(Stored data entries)
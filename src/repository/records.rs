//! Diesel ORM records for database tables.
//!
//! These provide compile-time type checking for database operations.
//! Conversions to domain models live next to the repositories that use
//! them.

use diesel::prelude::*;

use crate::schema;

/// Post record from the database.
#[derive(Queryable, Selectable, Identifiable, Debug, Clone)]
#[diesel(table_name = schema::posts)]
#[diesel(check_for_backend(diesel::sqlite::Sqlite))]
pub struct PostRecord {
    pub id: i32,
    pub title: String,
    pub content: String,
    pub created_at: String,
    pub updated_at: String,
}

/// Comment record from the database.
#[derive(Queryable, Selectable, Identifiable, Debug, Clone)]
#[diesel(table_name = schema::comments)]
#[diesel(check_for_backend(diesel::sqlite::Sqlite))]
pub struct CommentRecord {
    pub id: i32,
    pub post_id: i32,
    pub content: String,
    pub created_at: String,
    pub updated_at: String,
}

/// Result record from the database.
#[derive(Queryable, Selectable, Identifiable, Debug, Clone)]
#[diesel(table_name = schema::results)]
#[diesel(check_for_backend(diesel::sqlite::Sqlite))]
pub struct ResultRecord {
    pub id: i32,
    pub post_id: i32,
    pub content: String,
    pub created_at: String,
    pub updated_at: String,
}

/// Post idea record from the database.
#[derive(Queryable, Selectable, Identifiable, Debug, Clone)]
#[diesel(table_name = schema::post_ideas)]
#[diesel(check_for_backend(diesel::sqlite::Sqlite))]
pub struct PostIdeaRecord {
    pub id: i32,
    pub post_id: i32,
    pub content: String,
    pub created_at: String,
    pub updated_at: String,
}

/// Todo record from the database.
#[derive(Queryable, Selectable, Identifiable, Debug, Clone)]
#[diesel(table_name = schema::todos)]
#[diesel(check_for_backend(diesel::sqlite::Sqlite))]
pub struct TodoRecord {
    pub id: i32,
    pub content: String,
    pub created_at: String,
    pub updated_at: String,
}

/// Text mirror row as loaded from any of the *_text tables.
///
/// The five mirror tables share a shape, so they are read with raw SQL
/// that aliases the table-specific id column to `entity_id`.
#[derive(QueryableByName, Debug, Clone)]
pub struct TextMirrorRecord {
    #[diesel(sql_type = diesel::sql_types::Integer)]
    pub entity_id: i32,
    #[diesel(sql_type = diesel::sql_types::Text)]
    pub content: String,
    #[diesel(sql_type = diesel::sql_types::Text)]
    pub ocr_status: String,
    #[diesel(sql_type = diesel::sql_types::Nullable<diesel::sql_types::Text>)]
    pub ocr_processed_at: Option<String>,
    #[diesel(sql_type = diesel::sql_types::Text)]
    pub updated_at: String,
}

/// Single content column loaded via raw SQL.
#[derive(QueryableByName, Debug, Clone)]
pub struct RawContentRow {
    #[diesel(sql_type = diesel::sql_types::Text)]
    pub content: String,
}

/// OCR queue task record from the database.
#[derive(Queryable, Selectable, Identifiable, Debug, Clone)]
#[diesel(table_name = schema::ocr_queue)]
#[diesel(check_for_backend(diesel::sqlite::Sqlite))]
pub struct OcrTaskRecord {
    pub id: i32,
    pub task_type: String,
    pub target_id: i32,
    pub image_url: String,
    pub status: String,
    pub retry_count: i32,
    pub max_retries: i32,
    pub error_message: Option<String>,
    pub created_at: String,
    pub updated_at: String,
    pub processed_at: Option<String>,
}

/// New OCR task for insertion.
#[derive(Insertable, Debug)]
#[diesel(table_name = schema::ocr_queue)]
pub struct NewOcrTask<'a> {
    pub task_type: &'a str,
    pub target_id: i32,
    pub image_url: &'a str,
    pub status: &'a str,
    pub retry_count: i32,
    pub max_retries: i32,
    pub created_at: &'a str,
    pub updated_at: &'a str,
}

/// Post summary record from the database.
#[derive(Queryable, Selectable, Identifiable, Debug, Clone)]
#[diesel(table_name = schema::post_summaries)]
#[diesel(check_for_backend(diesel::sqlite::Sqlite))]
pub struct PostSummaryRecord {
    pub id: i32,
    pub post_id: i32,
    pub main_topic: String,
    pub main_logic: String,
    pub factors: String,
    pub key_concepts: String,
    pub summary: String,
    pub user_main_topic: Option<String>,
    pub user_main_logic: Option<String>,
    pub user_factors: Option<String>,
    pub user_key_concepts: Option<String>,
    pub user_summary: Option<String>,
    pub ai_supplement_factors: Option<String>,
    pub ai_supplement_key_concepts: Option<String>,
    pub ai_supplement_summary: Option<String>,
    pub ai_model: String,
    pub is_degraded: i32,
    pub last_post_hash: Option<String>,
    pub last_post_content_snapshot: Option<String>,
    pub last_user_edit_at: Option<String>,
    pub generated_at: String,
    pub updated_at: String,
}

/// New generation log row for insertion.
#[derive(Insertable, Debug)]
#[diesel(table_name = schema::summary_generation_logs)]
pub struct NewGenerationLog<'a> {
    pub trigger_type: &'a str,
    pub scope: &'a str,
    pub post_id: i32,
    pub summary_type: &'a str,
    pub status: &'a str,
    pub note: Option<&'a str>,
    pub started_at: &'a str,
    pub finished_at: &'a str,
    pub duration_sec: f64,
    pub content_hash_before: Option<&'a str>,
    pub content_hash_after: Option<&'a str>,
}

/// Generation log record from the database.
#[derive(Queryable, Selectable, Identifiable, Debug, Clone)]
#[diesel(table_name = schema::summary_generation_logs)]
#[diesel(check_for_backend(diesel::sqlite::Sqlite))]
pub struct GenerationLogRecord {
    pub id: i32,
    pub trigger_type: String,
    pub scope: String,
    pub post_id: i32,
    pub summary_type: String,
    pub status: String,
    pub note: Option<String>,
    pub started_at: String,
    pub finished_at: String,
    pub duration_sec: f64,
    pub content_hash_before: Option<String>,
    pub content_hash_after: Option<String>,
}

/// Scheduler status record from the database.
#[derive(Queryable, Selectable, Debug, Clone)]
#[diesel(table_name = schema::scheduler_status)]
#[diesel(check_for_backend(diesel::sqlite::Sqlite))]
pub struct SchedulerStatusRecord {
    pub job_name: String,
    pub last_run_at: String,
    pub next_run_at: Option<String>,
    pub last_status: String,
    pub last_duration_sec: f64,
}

TO DO -
Go through the data line by line and work out how many lines contain "records". Give only that number.

RESULT BELOW -
2